● Problem requirements:
Repeat each line of the material exactly.

▽

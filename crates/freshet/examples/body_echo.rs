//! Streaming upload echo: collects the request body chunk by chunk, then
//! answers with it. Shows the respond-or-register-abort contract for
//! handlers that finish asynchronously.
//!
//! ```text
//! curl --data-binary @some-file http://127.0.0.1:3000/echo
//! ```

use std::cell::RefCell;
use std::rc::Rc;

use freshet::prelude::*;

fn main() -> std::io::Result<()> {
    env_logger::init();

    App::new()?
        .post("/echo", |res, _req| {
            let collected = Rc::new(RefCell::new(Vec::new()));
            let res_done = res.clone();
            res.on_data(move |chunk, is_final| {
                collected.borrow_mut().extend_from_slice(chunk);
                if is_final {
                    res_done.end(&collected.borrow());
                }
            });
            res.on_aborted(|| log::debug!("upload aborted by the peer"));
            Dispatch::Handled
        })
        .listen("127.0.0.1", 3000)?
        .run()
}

△

● Response:
filename crates/freshet/examples/body_echo.rs
//! Streaming upload echo: collects the request body chunk by chunk, then
//! answers with it. Shows the respond-or-register-abort contract for
//! handlers that finish asynchronously.
//!
//! ```text
//! curl --data-binary @some-file http://127.0.0.1:3000/echo
//! ```

use std::cell::RefCell;
use std::rc::Rc;

use freshet::prelude::*;

fn main() -> std::io::Result<()> {
    env_logger::init();

    App::new()?
        .post("/echo", |res, _req| {
            let collected = Rc::new(RefCell::new(Vec::new()));
            let res_done = res.clone();
            res.on_data(move |chunk, is_final| {
                collected.borrow_mut().extend_from_slice(chunk);
                if is_final {
                    res_done.end(&collected.borrow());
                }
            });
            res.on_aborted(|| log::debug!("upload aborted by the peer"));
            Dispatch::Handled
        })
        .listen("127.0.0.1", 3000)?
        .run()
}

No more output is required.